Segment Start: Exercise input

use crate::models::ConcatSettings;
use async_trait::async_trait;
use camino::{Utf8Path, Utf8PathBuf};
use std::process::Stdio;
use thiserror::Error;
use tokio::process::Command;

/// Name of the ffmpeg concat-demuxer list written next to the clips
pub const CONCAT_LIST_NAME: &str = "to_concat.txt";

#[derive(Error, Debug)]
pub enum ConcatError {
    #[error("No clips to concatenate")]
    EmptyInput,

    #[error("Failed to write concat list {path}: {source}")]
    ListFile {
        path: Utf8PathBuf,
        #[source]
        source: std::io::Error,
    },

    #[error("Failed to start {program}: {source}")]
    Spawn {
        program: String,
        #[source]
        source: std::io::Error,
    },

    #[error("ffmpeg exited with {code}: {stderr}")]
    Failed { code: String, stderr: String },
}

/// Merges an ordered list of clips into one video.
///
/// Input order must be preserved exactly. An empty input is an error.
#[cfg_attr(test, mockall::automock)]
#[async_trait]
pub trait Concatenator: Send + Sync {
    async fn concatenate(
        &self,
        clips: &[Utf8PathBuf],
        output: &Utf8Path,
    ) -> Result<Utf8PathBuf, ConcatError>;
}

/// Concatenator backed by the ffmpeg concat demuxer (stream copy, no re-encode)
#[derive(Debug, Clone)]
pub struct FfmpegConcatenator {
    ffmpeg: String,
    intro_clip: Option<Utf8PathBuf>,
}

impl FfmpegConcatenator {
    pub fn new(settings: &ConcatSettings) -> Self {
        Self {
            ffmpeg: settings.ffmpeg.clone(),
            intro_clip: settings.intro_clip.clone(),
        }
    }

    /// Full clip list: the intro clip (when configured and present) followed by `clips`
    pub fn playlist(&self, clips: &[Utf8PathBuf]) -> Vec<Utf8PathBuf> {
        let mut list = Vec::with_capacity(clips.len() + 1);
        match &self.intro_clip {
            Some(intro) if intro.is_file() => list.push(intro.clone()),
            Some(intro) => tracing::warn!("Intro clip {} not found, skipping it", intro),
            None => {}
        }
        list.extend(clips.iter().cloned());
        list
    }

    /// Render the concat-demuxer list file contents.
    ///
    /// Single quotes inside paths are escaped the way the demuxer expects (`'\''`).
    pub fn render_list(clips: &[Utf8PathBuf]) -> String {
        clips
            .iter()
            .map(|clip| {
                let absolute = clip
                    .canonicalize_utf8()
                    .unwrap_or_else(|_| clip.clone());
                format!("file '{}'\n", absolute.as_str().replace('\'', r"'\''"))
            })
            .collect()
    }

    fn build_command(&self, list_path: &Utf8Path, output: &Utf8Path) -> Command {
        let mut cmd = Command::new(&self.ffmpeg);
        cmd.args([
            "-y",
            "-hide_banner",
            "-loglevel",
            "error",
            "-f",
            "concat",
            "-safe",
            "0",
            "-i",
            list_path.as_str(),
            "-c",
            "copy",
            output.as_str(),
        ])
        .stdin(Stdio::null())
        .stdout(Stdio::null())
        .stderr(Stdio::piped())
        .kill_on_drop(true);
        cmd
    }
}

#[async_trait]
impl Concatenator for FfmpegConcatenator {
    async fn concatenate(
        &self,
        clips: &[Utf8PathBuf],
        output: &Utf8Path,
    ) -> Result<Utf8PathBuf, ConcatError> {
        if clips.is_empty() {
            return Err(ConcatError::EmptyInput);
        }

        let playlist = self.playlist(clips);
        let list_dir = output.parent().unwrap_or(Utf8Path::new("."));
        let list_path = list_dir.join(CONCAT_LIST_NAME);

        tokio::fs::write(&list_path, Self::render_list(&playlist))
            .await
            .map_err(|source| ConcatError::ListFile {
                path: list_path.clone(),
                source,
            })?;

        tracing::info!(
            "Concatenating {} clips into {} ...",
            playlist.len(),
            output
        );

        let result = self
            .build_command(&list_path, output)
            .output()
            .await
            .map_err(|source| ConcatError::Spawn {
                program: self.ffmpeg.clone(),
                source,
            })?;

        if !result.status.success() {
            let code = result
                .status
                .code()
                .map(|c| format!("exit code {}", c))
                .unwrap_or_else(|| "signal".to_string());
            return Err(ConcatError::Failed {
                code,
                stderr: String::from_utf8_lossy(&result.stderr).trim().to_string(),
            });
        }

        tracing::info!("Final video saved to {}", output);
        Ok(output.to_path_buf())
    }
}

#[cfg(test)]
mod tests {
    use super::*;
    use tempfile::TempDir;

    #[test]
    fn test_render_list_escapes_quotes() {
        let clips = vec![
            Utf8PathBuf::from("/videos/quiz_1.mp4"),
            Utf8PathBuf::from("/videos/it's/quiz_2.mp4"),
        ];
        let list = FfmpegConcatenator::render_list(&clips);
        let lines: Vec<&str> = list.lines().collect();

        assert_eq!(lines[0], "file '/videos/quiz_1.mp4'");
        assert_eq!(lines[1], r"file '/videos/it'\''s/quiz_2.mp4'");
    }

    #[test]
    fn test_playlist_prepends_existing_intro() {
        let temp_dir = TempDir::new().unwrap();
        let intro = Utf8PathBuf::try_from(temp_dir.path().join("intro.mp4")).unwrap();
        std::fs::write(&intro, b"intro").unwrap();

        let concat = FfmpegConcatenator::new(&ConcatSettings {
            ffmpeg: "ffmpeg".into(),
            intro_clip: Some(intro.clone()),
        });
        let playlist = concat.playlist(&[Utf8PathBuf::from("quiz_1.mp4")]);

        assert_eq!(playlist, vec![intro, Utf8PathBuf::from("quiz_1.mp4")]);
    }

    #[test]
    fn test_playlist_skips_missing_intro() {
        let concat = FfmpegConcatenator::new(&ConcatSettings {
            ffmpeg: "ffmpeg".into(),
            intro_clip: Some(Utf8PathBuf::from("/nope/intro.mp4")),
        });
        let playlist = concat.playlist(&[Utf8PathBuf::from("quiz_1.mp4")]);
        assert_eq!(playlist.len(), 1);
    }

    #[tokio::test]
    async fn test_empty_input_fails() {
        let concat = FfmpegConcatenator::new(&ConcatSettings::default());
        let err = concat
            .concatenate(&[], Utf8Path::new("out/final.mp4"))
            .await
            .unwrap_err();
        assert!(matches!(err, ConcatError::EmptyInput));
    }
}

Segment End: Exercise input

Exercise directions: Find every line above that includes the word "tokio" and report only how many there are.

Answer: 3